The primary incentive for continuing with an LCM program is the possible cost savings over a standard cement treatment of lost circulation. Glowka (ref. 26) estimates that LCM’s could reduce the cost of combatting a lost circulation problem by as much as 50% to 80%.

Aside from the development of LCM’s, there are at least four programs that could reduce the impact of lost circulation on well costs:

1. The development of methods and tools to identify and locate lost circulation zones as soon as possible,

2. The development of tools and procedures for placing cement in the lost circulation zone,

3. The development of cements or cementitious muds that can be placed through the bit nozzles, and

4. The development of quick-setting cements or materials that can be drilled in less than the normal six to eight hours hardening time for conventional cements.
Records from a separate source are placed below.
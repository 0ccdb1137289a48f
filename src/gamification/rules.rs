//! Scoring rule definitions.
//!
//! A rule's behaviour is carried by an explicit `RuleKind` variant. On disk
//! rules are flat records (`type` + `threshold`), which keeps the collection
//! readable by older dispatch boards; the legacy `time_based` and
//! `star_rating` encodings are converted when loaded.

use serde::{Deserialize, Serialize};

/// Minimum rating a day needs to count towards a streak when not configured.
pub const DEFAULT_STREAK_MIN_STARS: u8 = 4;

/// What a rule measures and how its threshold is interpreted.
#[derive(Debug, Clone, Copy, PartialEq)]
pub enum RuleKind {
    /// Fires when a stop is at least `pct` percent faster than the client average.
    FastThreshold { pct: f64 },
    /// Fires when a stop is at least `pct` percent slower than the client average.
    SlowThreshold { pct: f64 },
    /// Fires when the stop's rating equals `stars`.
    StarExact { stars: u8 },
    /// Flat award for every completed stop.
    Volume,
    /// Flat bonus for `days` consecutive days with a rating of at least `min_stars`.
    Streak { days: u32, min_stars: u8 },
    /// Admin-defined rule the engine does not evaluate.
    Custom,
}

impl RuleKind {
    pub fn as_str(&self) -> &'static str {
        match self {
            RuleKind::FastThreshold { .. } => "fast_threshold",
            RuleKind::SlowThreshold { .. } => "slow_threshold",
            RuleKind::StarExact { .. } => "star_exact",
            RuleKind::Volume => "volume",
            RuleKind::Streak { .. } => "streak",
            RuleKind::Custom => "custom",
        }
    }

    /// Threshold value as stored on disk.
    pub fn threshold(&self) -> Option<f64> {
        match self {
            RuleKind::FastThreshold { pct } | RuleKind::SlowThreshold { pct } => Some(*pct),
            RuleKind::StarExact { stars } => Some(*stars as f64),
            RuleKind::Streak { days, .. } => Some(*days as f64),
            RuleKind::Volume | RuleKind::Custom => None,
        }
    }

    /// Same kind with a new threshold.
    pub fn with_threshold(&self, threshold: f64) -> Result<Self, String> {
        if !threshold.is_finite() {
            return Err(format!("threshold must be a finite number, got {}", threshold));
        }

        match self {
            RuleKind::FastThreshold { .. } | RuleKind::SlowThreshold { .. } => {
                let pct = threshold.abs();
                if pct == 0.0 {
                    return Err("time threshold must be non-zero".to_string());
                }
                Ok(match self {
                    RuleKind::FastThreshold { .. } => RuleKind::FastThreshold { pct },
                    _ => RuleKind::SlowThreshold { pct },
                })
            }
            RuleKind::StarExact { .. } => {
                let stars = whole_number(threshold)
                    .filter(|s| (1..=5).contains(s))
                    .ok_or_else(|| format!("star threshold must be 1-5, got {}", threshold))?;
                Ok(RuleKind::StarExact { stars: stars as u8 })
            }
            RuleKind::Streak { min_stars, .. } => {
                let days = whole_number(threshold)
                    .filter(|d| *d >= 1)
                    .ok_or_else(|| format!("streak length must be at least 1 day, got {}", threshold))?;
                Ok(RuleKind::Streak {
                    days: days as u32,
                    min_stars: *min_stars,
                })
            }
            RuleKind::Volume | RuleKind::Custom => {
                Err(format!("{} rules take no threshold", self.as_str()))
            }
        }
    }
}

impl std::fmt::Display for RuleKind {
    fn fmt(&self, f: &mut std::fmt::Formatter<'_>) -> std::fmt::Result {
        match self {
            RuleKind::FastThreshold { pct } => write!(f, "{}% faster than average", pct),
            RuleKind::SlowThreshold { pct } => write!(f, "{}% slower than average", pct),
            RuleKind::StarExact { stars } => write!(f, "{}-star rating", stars),
            RuleKind::Volume => write!(f, "per completed stop"),
            RuleKind::Streak { days, min_stars } => {
                write!(f, "{} consecutive days at {}+ stars", days, min_stars)
            }
            RuleKind::Custom => write!(f, "custom"),
        }
    }
}

fn whole_number(value: f64) -> Option<u32> {
    if value.fract() == 0.0 && value >= 0.0 && value <= u32::MAX as f64 {
        Some(value as u32)
    } else {
        None
    }
}

/// A configurable scoring rule.
#[derive(Debug, Clone, PartialEq, Serialize, Deserialize)]
#[serde(from = "RuleRecord", into = "RuleRecord")]
pub struct GamificationRule {
    pub id: String,
    pub name: String,
    pub kind: RuleKind,
    pub enabled: bool,
    pub points_awarded: i64,
    pub points_deducted: i64,
    pub description: String,
}

impl GamificationRule {
    pub fn new(id: &str, name: &str, kind: RuleKind, awarded: i64, deducted: i64, description: &str) -> Self {
        Self {
            id: id.to_string(),
            name: name.to_string(),
            kind,
            enabled: true,
            points_awarded: awarded,
            points_deducted: deducted,
            description: description.to_string(),
        }
    }

    /// Net effect when the rule fires on a star match.
    pub fn net_points(&self) -> i64 {
        self.points_awarded - self.points_deducted
    }
}

/// Flat on-disk representation of a rule.
#[derive(Debug, Clone, Serialize, Deserialize)]
#[serde(rename_all = "camelCase")]
struct RuleRecord {
    id: String,
    #[serde(default)]
    name: String,
    #[serde(rename = "type")]
    rule_type: String,
    #[serde(default = "enabled_default")]
    enabled: bool,
    #[serde(default)]
    points_awarded: i64,
    #[serde(default)]
    points_deducted: i64,
    #[serde(default, skip_serializing_if = "Option::is_none")]
    threshold: Option<f64>,
    #[serde(default, skip_serializing_if = "Option::is_none")]
    min_stars: Option<u8>,
    #[serde(default)]
    description: String,
}

fn enabled_default() -> bool {
    true
}

impl From<RuleRecord> for GamificationRule {
    fn from(record: RuleRecord) -> Self {
        let kind = kind_from_record(&record).unwrap_or_else(|| {
            tracing::warn!(
                "Rule '{}' has type '{}' with threshold {:?}; treating it as custom",
                record.id,
                record.rule_type,
                record.threshold
            );
            RuleKind::Custom
        });

        Self {
            id: record.id,
            name: record.name,
            kind,
            enabled: record.enabled,
            points_awarded: record.points_awarded,
            points_deducted: record.points_deducted,
            description: record.description,
        }
    }
}

impl From<GamificationRule> for RuleRecord {
    fn from(rule: GamificationRule) -> Self {
        let min_stars = match rule.kind {
            RuleKind::Streak { min_stars, .. } => Some(min_stars),
            _ => None,
        };

        Self {
            threshold: rule.kind.threshold(),
            rule_type: rule.kind.as_str().to_string(),
            min_stars,
            id: rule.id,
            name: rule.name,
            enabled: rule.enabled,
            points_awarded: rule.points_awarded,
            points_deducted: rule.points_deducted,
            description: rule.description,
        }
    }
}

fn kind_from_record(record: &RuleRecord) -> Option<RuleKind> {
    let threshold = record.threshold;
    let min_stars = record.min_stars.unwrap_or(DEFAULT_STREAK_MIN_STARS);

    match record.rule_type.as_str() {
        // Legacy encoding: the threshold sign selects fast (+) or slow (-).
        "time_based" => match threshold {
            Some(t) if t > 0.0 => Some(RuleKind::FastThreshold { pct: t }),
            Some(t) if t < 0.0 => Some(RuleKind::SlowThreshold { pct: -t }),
            _ => None,
        },
        "fast_threshold" => threshold
            .filter(|t| *t != 0.0)
            .map(|t| RuleKind::FastThreshold { pct: t.abs() }),
        "slow_threshold" => threshold
            .filter(|t| *t != 0.0)
            .map(|t| RuleKind::SlowThreshold { pct: t.abs() }),
        "star_rating" | "star_exact" => threshold
            .and_then(whole_number)
            .filter(|s| *s <= u8::MAX as u32)
            .map(|s| RuleKind::StarExact { stars: s as u8 }),
        "volume" => Some(RuleKind::Volume),
        "streak" => threshold.and_then(whole_number).map(|days| RuleKind::Streak {
            days,
            min_stars,
        }),
        "custom" => Some(RuleKind::Custom),
        _ => None,
    }
}

/// Partial update applied by the rules admin screen.
#[derive(Debug, Clone, Default)]
pub struct RuleUpdate {
    pub enabled: Option<bool>,
    pub points_awarded: Option<i64>,
    pub points_deducted: Option<i64>,
    pub threshold: Option<f64>,
    pub description: Option<String>,
}

/// The rule set seeded on first access and restored by a reset.
pub fn default_rules() -> Vec<GamificationRule> {
    vec![
        GamificationRule::new(
            "rule-time-fast",
            "Fast Delivery",
            RuleKind::FastThreshold { pct: 20.0 },
            50,
            0,
            "+50 points when a stop is 20% faster than the client's average",
        ),
        GamificationRule::new(
            "rule-time-slow",
            "Slow Delivery",
            RuleKind::SlowThreshold { pct: 20.0 },
            0,
            30,
            "-30 points when a stop is 20% slower than the client's average",
        ),
        GamificationRule::new(
            "rule-star-5",
            "5-Star Rating",
            RuleKind::StarExact { stars: 5 },
            40,
            0,
            "+40 points for a 5-star rating",
        ),
        GamificationRule::new(
            "rule-star-4",
            "4-Star Rating",
            RuleKind::StarExact { stars: 4 },
            20,
            0,
            "+20 points for a 4-star rating",
        ),
        GamificationRule::new(
            "rule-star-3",
            "3-Star Rating",
            RuleKind::StarExact { stars: 3 },
            0,
            0,
            "0 points for a 3-star rating",
        ),
        GamificationRule::new(
            "rule-star-2",
            "2-Star Rating",
            RuleKind::StarExact { stars: 2 },
            0,
            20,
            "-20 points for a 2-star rating",
        ),
        GamificationRule::new(
            "rule-star-1",
            "1-Star Rating",
            RuleKind::StarExact { stars: 1 },
            0,
            40,
            "-40 points for a 1-star rating",
        ),
        GamificationRule::new(
            "rule-volume",
            "Completed Stop",
            RuleKind::Volume,
            10,
            0,
            "+10 points for every completed stop",
        ),
        GamificationRule::new(
            "rule-streak",
            "Perfect Week",
            RuleKind::Streak {
                days: 7,
                min_stars: DEFAULT_STREAK_MIN_STARS,
            },
            100,
            0,
            "+100 points for 7 consecutive days rated 4 stars or more",
        ),
    ]
}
Methods and tools to identify and locate lost circulation zones would increase the efficiency of the methods used to combat the problem. Also, quick identification and knowledge of the loss zone should reduce other problems, such as stuck pipe and incomplete cement jobs, that are associated with lost circulation. The development of tools and procedures for directing and placing cement would increase the efficiency of using cement to plug the loss zone and also reduce the amount of cement required. The development of materials that can be placed through the bit nozzles would reduce the time spent combatting the problem. With the daily rate on the order of $1Ok, the eight hours required for cement to set costs $3,000 to $4,000 for the drill rig alone. The development of cements or materials with shorter setting times would directly reduce this cost and allow a quicker return to drilling.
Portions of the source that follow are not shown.